EXTRACTED MATERIAL
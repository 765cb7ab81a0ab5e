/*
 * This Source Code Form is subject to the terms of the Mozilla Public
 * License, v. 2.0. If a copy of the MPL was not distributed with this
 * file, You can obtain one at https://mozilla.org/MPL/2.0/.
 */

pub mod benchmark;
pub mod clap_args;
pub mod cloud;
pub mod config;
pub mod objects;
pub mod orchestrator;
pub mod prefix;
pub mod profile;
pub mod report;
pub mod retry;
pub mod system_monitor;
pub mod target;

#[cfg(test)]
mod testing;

==

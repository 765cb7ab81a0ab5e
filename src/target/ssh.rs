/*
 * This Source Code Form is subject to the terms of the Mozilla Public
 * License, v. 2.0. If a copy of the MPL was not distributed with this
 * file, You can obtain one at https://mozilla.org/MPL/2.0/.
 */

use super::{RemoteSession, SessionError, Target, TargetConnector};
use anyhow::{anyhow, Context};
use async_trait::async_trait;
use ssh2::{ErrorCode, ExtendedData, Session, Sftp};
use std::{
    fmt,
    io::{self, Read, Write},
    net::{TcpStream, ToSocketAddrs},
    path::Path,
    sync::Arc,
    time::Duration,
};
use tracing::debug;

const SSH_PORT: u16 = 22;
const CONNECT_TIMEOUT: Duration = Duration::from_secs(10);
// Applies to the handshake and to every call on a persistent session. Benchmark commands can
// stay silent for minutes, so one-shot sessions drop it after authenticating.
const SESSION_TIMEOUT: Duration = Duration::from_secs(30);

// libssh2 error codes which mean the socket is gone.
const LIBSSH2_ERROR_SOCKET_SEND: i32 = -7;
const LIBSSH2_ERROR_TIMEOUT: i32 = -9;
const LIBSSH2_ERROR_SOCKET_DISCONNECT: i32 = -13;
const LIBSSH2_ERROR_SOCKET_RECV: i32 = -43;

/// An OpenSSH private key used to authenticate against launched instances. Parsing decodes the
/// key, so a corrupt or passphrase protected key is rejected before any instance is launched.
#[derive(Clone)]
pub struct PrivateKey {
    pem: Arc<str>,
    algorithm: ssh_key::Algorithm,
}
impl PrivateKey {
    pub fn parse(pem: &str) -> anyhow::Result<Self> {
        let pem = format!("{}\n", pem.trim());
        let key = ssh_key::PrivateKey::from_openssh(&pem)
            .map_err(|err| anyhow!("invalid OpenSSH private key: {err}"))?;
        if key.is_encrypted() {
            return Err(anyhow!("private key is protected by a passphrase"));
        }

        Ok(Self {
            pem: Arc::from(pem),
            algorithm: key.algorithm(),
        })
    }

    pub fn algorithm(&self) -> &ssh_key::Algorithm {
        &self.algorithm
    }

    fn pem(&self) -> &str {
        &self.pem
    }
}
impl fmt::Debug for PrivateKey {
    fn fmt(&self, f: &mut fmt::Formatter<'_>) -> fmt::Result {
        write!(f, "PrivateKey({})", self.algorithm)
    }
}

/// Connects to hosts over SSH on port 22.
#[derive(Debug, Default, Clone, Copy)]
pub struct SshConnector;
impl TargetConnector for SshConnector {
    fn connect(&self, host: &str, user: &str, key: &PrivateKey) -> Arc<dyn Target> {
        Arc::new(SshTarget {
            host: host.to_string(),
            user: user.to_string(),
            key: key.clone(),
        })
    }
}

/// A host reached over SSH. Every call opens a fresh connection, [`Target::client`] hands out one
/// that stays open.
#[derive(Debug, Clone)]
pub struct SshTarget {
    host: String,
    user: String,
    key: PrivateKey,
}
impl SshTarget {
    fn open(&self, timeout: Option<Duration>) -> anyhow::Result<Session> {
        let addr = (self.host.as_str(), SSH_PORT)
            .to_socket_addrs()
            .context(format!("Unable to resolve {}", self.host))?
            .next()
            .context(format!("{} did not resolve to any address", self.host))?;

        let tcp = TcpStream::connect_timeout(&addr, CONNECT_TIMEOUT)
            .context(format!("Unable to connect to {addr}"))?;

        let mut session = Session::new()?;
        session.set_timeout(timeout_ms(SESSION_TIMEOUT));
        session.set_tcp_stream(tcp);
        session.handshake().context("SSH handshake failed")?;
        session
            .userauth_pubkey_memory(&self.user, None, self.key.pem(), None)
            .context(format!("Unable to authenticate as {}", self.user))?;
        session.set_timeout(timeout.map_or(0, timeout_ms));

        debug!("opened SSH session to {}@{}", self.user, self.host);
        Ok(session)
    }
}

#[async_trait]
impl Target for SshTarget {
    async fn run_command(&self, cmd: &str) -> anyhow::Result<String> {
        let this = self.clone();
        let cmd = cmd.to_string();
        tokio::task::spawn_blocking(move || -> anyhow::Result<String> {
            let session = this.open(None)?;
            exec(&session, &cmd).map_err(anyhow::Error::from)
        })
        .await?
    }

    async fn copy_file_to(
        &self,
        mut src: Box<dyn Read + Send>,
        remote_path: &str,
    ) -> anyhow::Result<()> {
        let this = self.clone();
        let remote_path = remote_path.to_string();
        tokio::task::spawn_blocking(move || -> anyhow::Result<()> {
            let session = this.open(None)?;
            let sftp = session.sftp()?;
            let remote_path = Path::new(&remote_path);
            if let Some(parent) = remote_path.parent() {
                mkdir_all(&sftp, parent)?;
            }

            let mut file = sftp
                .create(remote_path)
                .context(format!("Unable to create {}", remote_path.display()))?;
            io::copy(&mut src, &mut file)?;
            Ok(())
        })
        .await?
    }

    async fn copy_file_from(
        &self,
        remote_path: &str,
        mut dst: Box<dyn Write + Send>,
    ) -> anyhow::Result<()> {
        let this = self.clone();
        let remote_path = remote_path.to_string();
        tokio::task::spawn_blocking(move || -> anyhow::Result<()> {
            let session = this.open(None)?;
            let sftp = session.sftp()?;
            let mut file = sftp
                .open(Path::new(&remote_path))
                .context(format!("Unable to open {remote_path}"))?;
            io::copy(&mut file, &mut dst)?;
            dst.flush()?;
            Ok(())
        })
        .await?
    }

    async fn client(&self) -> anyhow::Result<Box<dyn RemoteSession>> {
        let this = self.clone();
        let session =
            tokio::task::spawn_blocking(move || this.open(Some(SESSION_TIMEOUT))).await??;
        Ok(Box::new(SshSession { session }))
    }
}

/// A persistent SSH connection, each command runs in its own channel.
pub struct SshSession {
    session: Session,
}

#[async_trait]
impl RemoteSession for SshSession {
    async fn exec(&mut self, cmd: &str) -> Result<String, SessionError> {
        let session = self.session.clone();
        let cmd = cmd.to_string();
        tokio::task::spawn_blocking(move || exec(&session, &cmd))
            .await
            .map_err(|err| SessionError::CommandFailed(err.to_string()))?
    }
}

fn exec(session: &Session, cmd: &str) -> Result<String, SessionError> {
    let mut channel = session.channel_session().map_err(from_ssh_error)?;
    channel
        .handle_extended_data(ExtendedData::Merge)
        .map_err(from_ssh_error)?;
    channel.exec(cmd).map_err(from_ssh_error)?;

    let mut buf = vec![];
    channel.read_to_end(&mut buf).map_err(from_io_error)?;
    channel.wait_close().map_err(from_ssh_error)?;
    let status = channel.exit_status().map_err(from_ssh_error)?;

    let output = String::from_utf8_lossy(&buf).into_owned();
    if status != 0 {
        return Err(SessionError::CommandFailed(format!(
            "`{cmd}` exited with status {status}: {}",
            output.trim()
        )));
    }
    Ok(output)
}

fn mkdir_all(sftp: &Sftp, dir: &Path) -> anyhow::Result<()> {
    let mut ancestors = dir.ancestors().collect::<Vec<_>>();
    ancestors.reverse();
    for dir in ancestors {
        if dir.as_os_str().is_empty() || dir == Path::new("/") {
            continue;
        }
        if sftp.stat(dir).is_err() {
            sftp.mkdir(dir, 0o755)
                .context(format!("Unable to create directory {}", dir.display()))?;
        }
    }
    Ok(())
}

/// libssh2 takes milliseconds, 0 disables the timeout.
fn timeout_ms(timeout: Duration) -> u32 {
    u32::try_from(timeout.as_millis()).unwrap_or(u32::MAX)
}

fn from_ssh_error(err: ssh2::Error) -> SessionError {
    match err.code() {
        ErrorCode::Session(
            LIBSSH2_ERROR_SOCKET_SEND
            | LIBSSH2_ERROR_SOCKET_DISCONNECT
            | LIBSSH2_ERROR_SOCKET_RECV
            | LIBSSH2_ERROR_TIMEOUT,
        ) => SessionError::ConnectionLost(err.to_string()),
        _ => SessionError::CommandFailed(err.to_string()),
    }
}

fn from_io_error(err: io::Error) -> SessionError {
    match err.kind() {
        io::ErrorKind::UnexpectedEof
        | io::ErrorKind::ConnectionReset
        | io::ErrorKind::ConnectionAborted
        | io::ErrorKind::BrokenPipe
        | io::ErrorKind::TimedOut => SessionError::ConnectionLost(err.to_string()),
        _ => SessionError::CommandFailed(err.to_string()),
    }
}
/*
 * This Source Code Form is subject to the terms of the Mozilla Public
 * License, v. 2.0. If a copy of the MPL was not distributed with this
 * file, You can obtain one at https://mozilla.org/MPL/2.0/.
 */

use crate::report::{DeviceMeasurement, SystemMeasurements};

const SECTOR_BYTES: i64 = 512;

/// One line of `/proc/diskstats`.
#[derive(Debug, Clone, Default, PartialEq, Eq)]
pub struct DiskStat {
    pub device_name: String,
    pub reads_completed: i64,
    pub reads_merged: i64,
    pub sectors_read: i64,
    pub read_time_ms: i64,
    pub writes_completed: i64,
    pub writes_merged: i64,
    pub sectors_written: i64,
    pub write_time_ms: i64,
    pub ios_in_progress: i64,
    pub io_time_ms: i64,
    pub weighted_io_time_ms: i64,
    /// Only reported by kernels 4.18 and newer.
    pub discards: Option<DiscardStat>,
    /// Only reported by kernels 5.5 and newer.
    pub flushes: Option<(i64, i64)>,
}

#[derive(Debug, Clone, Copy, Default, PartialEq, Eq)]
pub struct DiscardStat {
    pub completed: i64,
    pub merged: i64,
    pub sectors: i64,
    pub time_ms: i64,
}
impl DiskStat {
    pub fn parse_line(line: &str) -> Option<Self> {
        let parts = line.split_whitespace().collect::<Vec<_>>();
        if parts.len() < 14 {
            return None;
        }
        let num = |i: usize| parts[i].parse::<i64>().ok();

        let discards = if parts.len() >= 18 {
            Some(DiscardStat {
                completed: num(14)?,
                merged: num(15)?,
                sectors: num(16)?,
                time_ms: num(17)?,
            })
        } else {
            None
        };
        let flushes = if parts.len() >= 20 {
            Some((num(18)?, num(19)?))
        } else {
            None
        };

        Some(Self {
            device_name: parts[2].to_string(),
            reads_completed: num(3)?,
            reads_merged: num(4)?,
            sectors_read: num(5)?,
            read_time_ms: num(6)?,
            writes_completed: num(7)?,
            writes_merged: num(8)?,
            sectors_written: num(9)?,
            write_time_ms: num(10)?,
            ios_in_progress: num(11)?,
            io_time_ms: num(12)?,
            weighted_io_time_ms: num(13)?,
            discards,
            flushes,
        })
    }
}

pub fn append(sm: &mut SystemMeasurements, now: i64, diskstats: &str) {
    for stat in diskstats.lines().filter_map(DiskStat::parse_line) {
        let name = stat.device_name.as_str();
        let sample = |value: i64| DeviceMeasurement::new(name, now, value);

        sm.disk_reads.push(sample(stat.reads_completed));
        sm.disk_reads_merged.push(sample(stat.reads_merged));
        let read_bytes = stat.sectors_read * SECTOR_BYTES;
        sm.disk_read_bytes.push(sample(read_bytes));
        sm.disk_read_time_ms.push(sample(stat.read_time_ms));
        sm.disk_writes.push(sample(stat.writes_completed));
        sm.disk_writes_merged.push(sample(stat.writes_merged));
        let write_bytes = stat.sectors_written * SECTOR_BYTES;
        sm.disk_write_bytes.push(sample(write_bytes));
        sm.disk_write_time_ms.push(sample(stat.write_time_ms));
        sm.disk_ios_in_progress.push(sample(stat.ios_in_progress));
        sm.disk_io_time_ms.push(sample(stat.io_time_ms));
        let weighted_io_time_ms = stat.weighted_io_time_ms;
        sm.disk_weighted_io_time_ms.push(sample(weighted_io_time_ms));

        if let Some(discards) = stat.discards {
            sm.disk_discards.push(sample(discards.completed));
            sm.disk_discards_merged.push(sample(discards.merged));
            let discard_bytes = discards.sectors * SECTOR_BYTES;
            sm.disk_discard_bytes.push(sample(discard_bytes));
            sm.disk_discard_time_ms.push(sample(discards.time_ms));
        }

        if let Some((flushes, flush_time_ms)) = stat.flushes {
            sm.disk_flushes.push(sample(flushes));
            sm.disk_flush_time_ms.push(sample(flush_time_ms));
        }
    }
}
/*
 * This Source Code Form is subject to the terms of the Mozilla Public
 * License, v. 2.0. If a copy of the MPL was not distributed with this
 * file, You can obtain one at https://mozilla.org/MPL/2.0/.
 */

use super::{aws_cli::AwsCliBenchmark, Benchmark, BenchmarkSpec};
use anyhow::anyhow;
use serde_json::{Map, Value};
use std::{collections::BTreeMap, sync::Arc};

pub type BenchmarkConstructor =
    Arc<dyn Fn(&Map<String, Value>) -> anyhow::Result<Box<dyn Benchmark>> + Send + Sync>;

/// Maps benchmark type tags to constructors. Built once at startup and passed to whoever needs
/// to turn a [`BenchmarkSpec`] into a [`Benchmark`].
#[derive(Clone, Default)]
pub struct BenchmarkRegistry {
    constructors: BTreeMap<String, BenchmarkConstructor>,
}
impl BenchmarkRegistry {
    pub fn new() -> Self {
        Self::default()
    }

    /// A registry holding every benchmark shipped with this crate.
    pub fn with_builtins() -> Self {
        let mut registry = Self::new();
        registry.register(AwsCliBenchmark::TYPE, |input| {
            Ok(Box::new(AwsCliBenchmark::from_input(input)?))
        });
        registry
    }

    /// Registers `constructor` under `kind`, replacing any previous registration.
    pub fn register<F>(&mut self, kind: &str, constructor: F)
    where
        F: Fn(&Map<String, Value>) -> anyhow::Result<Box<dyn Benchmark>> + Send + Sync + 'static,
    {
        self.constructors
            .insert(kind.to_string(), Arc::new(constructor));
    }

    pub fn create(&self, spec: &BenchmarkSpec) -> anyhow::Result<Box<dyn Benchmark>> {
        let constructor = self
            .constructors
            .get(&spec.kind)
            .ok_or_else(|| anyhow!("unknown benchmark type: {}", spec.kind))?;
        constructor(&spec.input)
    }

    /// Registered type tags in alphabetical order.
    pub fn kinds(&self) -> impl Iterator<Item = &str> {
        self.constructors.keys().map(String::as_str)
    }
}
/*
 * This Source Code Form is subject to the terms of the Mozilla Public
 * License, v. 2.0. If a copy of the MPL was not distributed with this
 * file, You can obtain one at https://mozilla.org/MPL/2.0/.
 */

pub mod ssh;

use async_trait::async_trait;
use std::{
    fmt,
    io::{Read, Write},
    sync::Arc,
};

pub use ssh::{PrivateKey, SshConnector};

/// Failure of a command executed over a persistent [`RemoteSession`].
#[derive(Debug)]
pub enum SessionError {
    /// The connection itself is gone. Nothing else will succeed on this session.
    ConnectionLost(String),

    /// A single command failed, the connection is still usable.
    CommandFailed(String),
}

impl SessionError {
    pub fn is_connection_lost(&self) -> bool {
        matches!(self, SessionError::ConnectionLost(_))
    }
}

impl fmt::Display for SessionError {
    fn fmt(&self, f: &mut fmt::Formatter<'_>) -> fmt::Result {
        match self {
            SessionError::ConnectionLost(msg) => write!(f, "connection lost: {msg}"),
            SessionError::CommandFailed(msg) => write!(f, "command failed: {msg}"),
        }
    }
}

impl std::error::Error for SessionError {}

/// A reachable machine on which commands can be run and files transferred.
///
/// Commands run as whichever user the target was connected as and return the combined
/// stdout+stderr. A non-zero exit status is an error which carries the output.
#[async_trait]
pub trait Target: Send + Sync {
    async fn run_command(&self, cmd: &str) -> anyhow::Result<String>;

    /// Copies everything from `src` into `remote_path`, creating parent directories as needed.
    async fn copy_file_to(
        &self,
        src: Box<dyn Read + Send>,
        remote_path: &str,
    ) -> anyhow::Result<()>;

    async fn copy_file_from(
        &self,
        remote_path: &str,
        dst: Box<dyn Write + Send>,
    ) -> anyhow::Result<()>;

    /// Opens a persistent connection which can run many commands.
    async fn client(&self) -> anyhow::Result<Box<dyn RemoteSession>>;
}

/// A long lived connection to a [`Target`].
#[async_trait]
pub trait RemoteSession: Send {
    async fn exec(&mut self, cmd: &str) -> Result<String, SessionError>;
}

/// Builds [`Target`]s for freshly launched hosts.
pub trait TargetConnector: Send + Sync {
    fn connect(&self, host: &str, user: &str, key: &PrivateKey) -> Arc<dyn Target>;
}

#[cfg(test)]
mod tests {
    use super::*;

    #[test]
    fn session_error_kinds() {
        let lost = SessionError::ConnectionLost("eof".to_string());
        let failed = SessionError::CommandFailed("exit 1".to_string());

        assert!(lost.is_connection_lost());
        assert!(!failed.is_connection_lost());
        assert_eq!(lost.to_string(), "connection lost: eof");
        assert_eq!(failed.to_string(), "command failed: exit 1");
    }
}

* * *

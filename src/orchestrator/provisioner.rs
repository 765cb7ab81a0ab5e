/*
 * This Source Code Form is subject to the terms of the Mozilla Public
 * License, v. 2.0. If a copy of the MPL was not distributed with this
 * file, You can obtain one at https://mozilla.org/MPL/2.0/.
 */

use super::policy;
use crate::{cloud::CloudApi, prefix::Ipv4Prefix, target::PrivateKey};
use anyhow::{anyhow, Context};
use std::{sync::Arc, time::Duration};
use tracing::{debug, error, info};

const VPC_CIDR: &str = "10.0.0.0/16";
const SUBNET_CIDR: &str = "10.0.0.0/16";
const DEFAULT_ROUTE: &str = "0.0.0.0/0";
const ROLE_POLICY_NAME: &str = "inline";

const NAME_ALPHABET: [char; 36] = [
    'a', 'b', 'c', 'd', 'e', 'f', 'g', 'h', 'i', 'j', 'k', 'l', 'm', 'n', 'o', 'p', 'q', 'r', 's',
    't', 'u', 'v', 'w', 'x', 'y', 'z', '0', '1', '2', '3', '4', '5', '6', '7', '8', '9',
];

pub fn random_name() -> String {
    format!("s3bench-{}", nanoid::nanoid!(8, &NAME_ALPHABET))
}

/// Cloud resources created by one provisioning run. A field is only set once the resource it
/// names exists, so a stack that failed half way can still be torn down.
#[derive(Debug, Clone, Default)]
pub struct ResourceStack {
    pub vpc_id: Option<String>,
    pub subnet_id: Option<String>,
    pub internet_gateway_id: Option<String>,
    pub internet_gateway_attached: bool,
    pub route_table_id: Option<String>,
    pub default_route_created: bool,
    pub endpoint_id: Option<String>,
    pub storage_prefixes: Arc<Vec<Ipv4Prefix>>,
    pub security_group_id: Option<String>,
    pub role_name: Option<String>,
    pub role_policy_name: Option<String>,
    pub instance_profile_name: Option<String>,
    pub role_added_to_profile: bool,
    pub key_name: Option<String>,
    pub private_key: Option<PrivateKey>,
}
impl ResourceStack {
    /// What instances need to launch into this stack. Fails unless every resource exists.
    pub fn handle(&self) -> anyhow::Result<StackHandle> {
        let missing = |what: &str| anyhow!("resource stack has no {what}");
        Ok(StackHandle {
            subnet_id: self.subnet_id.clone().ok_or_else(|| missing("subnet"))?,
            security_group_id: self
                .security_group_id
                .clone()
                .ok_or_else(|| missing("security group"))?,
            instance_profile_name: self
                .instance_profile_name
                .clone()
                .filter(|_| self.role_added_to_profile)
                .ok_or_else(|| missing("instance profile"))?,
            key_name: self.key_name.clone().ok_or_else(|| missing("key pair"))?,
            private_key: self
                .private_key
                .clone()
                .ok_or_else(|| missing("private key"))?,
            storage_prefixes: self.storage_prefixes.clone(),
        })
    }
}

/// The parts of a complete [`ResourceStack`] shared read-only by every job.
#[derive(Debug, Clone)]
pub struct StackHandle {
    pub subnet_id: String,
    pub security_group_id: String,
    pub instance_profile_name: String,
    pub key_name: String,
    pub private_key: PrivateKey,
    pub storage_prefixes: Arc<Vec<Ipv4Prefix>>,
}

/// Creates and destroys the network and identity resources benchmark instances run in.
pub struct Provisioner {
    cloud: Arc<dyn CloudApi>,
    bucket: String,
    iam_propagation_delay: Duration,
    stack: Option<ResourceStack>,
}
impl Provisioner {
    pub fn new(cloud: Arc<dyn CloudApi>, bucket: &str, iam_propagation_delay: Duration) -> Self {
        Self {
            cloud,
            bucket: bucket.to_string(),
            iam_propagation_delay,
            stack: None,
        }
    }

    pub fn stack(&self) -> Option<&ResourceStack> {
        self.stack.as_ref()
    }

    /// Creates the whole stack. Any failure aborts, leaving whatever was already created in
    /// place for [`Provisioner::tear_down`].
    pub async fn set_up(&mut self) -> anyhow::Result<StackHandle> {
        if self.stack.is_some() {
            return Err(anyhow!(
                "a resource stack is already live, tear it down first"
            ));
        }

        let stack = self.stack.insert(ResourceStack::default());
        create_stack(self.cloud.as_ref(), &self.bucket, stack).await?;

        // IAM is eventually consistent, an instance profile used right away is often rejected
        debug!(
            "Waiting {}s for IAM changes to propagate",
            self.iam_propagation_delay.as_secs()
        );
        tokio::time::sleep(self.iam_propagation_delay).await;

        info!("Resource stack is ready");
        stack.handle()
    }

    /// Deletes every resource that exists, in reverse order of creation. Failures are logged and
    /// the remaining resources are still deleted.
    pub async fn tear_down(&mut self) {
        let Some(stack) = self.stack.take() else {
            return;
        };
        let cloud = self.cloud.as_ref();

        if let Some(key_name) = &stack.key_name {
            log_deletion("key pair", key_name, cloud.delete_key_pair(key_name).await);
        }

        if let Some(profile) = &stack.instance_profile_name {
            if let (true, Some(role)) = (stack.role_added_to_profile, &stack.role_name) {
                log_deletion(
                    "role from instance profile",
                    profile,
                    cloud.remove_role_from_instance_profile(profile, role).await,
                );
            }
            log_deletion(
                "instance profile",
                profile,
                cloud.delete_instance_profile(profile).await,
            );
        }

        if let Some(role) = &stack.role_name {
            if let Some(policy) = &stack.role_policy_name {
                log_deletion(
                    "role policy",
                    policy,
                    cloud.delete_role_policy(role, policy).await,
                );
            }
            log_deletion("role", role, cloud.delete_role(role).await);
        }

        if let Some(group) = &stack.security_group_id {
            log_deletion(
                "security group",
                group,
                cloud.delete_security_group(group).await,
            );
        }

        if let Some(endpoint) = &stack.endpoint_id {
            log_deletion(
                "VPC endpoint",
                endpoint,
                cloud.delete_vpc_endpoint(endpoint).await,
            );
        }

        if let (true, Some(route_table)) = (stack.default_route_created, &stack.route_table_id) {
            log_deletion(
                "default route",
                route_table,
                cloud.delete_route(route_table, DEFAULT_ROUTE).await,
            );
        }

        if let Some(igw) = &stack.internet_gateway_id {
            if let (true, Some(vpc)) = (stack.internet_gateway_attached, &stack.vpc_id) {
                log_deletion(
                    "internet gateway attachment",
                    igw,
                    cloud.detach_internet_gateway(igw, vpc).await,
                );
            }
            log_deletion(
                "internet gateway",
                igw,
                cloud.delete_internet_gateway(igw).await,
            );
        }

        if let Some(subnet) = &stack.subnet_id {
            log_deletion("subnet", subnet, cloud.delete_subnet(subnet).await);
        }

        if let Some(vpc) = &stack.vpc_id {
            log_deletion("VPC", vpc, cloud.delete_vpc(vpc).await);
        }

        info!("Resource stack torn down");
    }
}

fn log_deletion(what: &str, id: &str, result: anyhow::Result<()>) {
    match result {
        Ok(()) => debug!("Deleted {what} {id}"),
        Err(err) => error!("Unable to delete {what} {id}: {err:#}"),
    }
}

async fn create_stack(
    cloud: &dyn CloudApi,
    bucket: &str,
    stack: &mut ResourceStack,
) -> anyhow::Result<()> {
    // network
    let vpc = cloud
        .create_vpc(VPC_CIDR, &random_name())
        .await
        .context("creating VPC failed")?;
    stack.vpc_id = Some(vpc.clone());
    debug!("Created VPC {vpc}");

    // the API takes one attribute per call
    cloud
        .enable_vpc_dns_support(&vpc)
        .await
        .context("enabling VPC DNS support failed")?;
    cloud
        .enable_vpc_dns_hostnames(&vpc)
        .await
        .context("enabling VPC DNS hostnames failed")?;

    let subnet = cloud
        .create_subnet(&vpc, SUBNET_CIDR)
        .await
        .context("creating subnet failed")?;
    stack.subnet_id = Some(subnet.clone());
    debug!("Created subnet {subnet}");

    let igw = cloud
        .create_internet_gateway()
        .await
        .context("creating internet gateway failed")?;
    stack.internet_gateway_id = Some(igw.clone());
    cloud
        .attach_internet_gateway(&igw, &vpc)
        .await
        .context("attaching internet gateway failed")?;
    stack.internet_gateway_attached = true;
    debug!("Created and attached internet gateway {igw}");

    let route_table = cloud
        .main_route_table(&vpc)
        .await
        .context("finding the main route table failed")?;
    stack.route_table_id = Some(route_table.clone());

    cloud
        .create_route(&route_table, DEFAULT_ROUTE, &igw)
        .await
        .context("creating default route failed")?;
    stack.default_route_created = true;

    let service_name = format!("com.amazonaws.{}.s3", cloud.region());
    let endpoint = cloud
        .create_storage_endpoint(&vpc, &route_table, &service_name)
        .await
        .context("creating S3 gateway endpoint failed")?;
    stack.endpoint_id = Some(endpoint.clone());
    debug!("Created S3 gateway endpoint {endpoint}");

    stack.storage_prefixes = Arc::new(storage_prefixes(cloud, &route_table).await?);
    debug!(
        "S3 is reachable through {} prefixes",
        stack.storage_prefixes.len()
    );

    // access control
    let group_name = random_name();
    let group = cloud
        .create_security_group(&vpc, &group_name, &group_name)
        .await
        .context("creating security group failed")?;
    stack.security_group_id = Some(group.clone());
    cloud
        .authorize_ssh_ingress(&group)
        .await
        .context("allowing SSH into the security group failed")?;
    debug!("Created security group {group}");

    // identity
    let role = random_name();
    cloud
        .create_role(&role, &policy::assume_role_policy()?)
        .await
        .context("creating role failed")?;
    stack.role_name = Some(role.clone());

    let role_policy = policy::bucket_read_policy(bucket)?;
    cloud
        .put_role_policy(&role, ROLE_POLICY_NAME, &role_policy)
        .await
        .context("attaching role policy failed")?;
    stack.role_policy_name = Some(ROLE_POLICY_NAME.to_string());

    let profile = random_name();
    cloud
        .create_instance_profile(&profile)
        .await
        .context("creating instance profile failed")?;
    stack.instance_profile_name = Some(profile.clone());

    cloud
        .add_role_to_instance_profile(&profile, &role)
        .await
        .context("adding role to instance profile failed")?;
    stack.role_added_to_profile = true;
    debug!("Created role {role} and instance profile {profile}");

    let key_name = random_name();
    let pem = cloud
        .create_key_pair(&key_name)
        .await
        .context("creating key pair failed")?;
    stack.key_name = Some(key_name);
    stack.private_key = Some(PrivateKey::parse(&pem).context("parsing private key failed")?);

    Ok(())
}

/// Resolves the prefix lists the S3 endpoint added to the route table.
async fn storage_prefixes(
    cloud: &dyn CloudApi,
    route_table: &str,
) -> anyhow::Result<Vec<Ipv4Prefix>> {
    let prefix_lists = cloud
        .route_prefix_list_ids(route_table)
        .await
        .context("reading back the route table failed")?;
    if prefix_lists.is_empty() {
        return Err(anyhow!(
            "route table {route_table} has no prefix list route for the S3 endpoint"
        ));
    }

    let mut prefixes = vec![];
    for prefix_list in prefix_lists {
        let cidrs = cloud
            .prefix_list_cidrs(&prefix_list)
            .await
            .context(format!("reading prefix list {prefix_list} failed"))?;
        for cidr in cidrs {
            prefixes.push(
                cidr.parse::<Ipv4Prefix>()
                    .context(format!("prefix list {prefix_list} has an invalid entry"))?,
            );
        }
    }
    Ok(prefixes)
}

DIRECTIONS FOR THIS TASK
Look above for the line with "channel.wait_close().map_err(from_ssh_error)?;" and the line with "exited with status". Write out those two lines and all the lines between them, exactly, and no others.

SOLUTION TO THE EXERCISE
    channel.wait_close().map_err(from_ssh_error)?;
    let status = channel.exit_status().map_err(from_ssh_error)?;

    let output = String::from_utf8_lossy(&buf).into_owned();
    if status != 0 {
        return Err(SessionError::CommandFailed(format!(
            "`{cmd}` exited with status {status}: {}",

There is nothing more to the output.